NPR wrote that the failure to obtain said subsidies had at least something to do with the state’s natural gas lobby, which sought to portray it as a bailout:
[The carbon-free power] argument has worked in other states, including Connecticut, Illinois, New Jersey and New York. But in Pennsylvania, the state’s powerful natural gas industry opposed it, along with industrial users and consumer advocates, calling the proposal a “bailout”.
When it became clear the subsidy legislation wouldn’t pass within the next month Exelon decided to retire the plant, which was licensed to operate for 15 more years.
According to NPR, Exelon said it would offer new positions to the hundreds of permanent staff on site who were willing to relocate, though the facility “also employed thousands of contract workers during refueling and maintenance outages” who will be out of work.
“Today is a difficult day for our employees, who were hopeful that state policymakers would support valuing carbon-free nuclear energy the same way they value other forms of clean energy in time to save TMI from a premature closure,” Exelon senior vice president and chief nuclear officer Bryan Hanson wrote in the statement.
The 1979 incident was the product of a dizzying array of human error, miscommunications, equipment failures, and mistakes in the plant’s design.
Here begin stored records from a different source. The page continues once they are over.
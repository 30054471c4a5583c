use std::fmt::{Display, Formatter};

#[derive(Clone, Copy, Debug, PartialEq, Eq)]
pub enum GatewayErrorCode {
    /// The request never produced an HTTP response.
    Network,
    /// The backend answered with a non-success status.
    Status,
    /// The backend rejected the caller's credentials (401/403).
    Unauthorized,
    /// The response body could not be decoded.
    Decode,
    InvalidArgument,
    Internal,
}

impl GatewayErrorCode {
    pub fn as_str(&self) -> &'static str {
        match self {
            GatewayErrorCode::Network => "gateway/network",
            GatewayErrorCode::Status => "gateway/status",
            GatewayErrorCode::Unauthorized => "gateway/unauthorized",
            GatewayErrorCode::Decode => "gateway/decode",
            GatewayErrorCode::InvalidArgument => "gateway/invalid-argument",
            GatewayErrorCode::Internal => "gateway/internal",
        }
    }
}

#[derive(Clone, Debug, PartialEq, Eq)]
pub struct GatewayError {
    pub code: GatewayErrorCode,
    message: String,
    http_status: Option<u16>,
}

impl GatewayError {
    pub fn new(code: GatewayErrorCode, message: impl Into<String>) -> Self {
        Self {
            code,
            message: message.into(),
            http_status: None,
        }
    }

    pub fn with_status(mut self, http_status: u16) -> Self {
        self.http_status = Some(http_status);
        self
    }

    pub fn code_str(&self) -> &'static str {
        self.code.as_str()
    }

    pub fn message(&self) -> &str {
        &self.message
    }

    pub fn http_status(&self) -> Option<u16> {
        self.http_status
    }
}

impl Display for GatewayError {
    fn fmt(&self, f: &mut Formatter<'_>) -> std::fmt::Result {
        write!(f, "{} ({})", self.message, self.code_str())
    }
}

impl std::error::Error for GatewayError {}

pub type GatewayResult<T> = Result<T, GatewayError>;

pub fn network_error(message: impl Into<String>) -> GatewayError {
    GatewayError::new(GatewayErrorCode::Network, message)
}

pub fn decode_error(message: impl Into<String>) -> GatewayError {
    GatewayError::new(GatewayErrorCode::Decode, message)
}

pub fn invalid_argument(message: impl Into<String>) -> GatewayError {
    GatewayError::new(GatewayErrorCode::InvalidArgument, message)
}

pub fn internal_error(message: impl Into<String>) -> GatewayError {
    GatewayError::new(GatewayErrorCode::Internal, message)
}

/// Maps a non-success HTTP status to a tagged error, preferring the backend's own message.
pub fn error_for_status(http_status: u16, backend_message: Option<&str>) -> GatewayError {
    let code = match http_status {
        401 | 403 => GatewayErrorCode::Unauthorized,
        _ => GatewayErrorCode::Status,
    };
    let message = backend_message
        .filter(|message| !message.trim().is_empty())
        .map(str::to_owned)
        .unwrap_or_else(|| format!("gateway returned HTTP {http_status}"));
    GatewayError::new(code, message).with_status(http_status)
}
A coolant pump failure led to reactor number 2 rapidly heating, and the situation got dramatically worse when operators (partially misled by a poorly designed control interface) mistakenly cut off emergency coolant. Residual heat from fission occurring in the core continued to build despite a reactor shutdown, and radioactive materials were released on the grounds of the plant.
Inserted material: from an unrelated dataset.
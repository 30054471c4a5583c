pub mod subscribe;

pub use subscribe::{Listener, Listeners, Unsubscribe};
A complete meltdown was ultimately avoided with less than an hour to spare, though public panic and voluntary evacuations ensued, with lasting damage to the U.S. nuclear industry. Critics have alleged that instruments did not accurately capture how much radiation was released, though the Nuclear Regulatory Commission’s official position is that it was not enough to have any health impacts on the general public.
Exelon does not own the reactor involved in the 1979 incident—it was long ago dealt with via a $1 billion, 14-year cleanup effort that entailed removing radioactive fuel and water as well as encasing the reactor in concrete. (The cleanup also saw some of the first efforts to develop robots that could be used in the aftermath of nuclear disasters.)
According to the Times, the company said Generating Station Unit 1 would require around $1.2 billion to decommission. As with its unfortunate predecessor, the new decommissioning effort will take a lengthy amount of time and create a slew of radioactive waste to deal with, the Times wrote:
After the shutdown on Three Mile Island, fuel — the radioactive material generating heat inside of the nuclear reactor — will be moved into a pool of water. A few years after that, the fuel will be moved into dry storage, where it could stay indefinitely or until the federal government takes ownership of the material.
The facility itself will be given decades to cool down, until it is safe for people to dismantle the structures. Exelon estimates that the plan to dismantle large components won’t begin until 2074.
Nuclear power plants provide around 20 percent of the nation’s electricity, and around 50 percent of its carbon-free electricity, and the continued decline of the industry has come up as a major talking point in the debate over the U.S.’s carbon footprint. Several other plants have shut down in recent years. Just one is currently being built in Georgia, the first in 30 years when it was announced in 2006—though it is years behind schedule and billions over budget, with total cost expected to exceed $25 billion.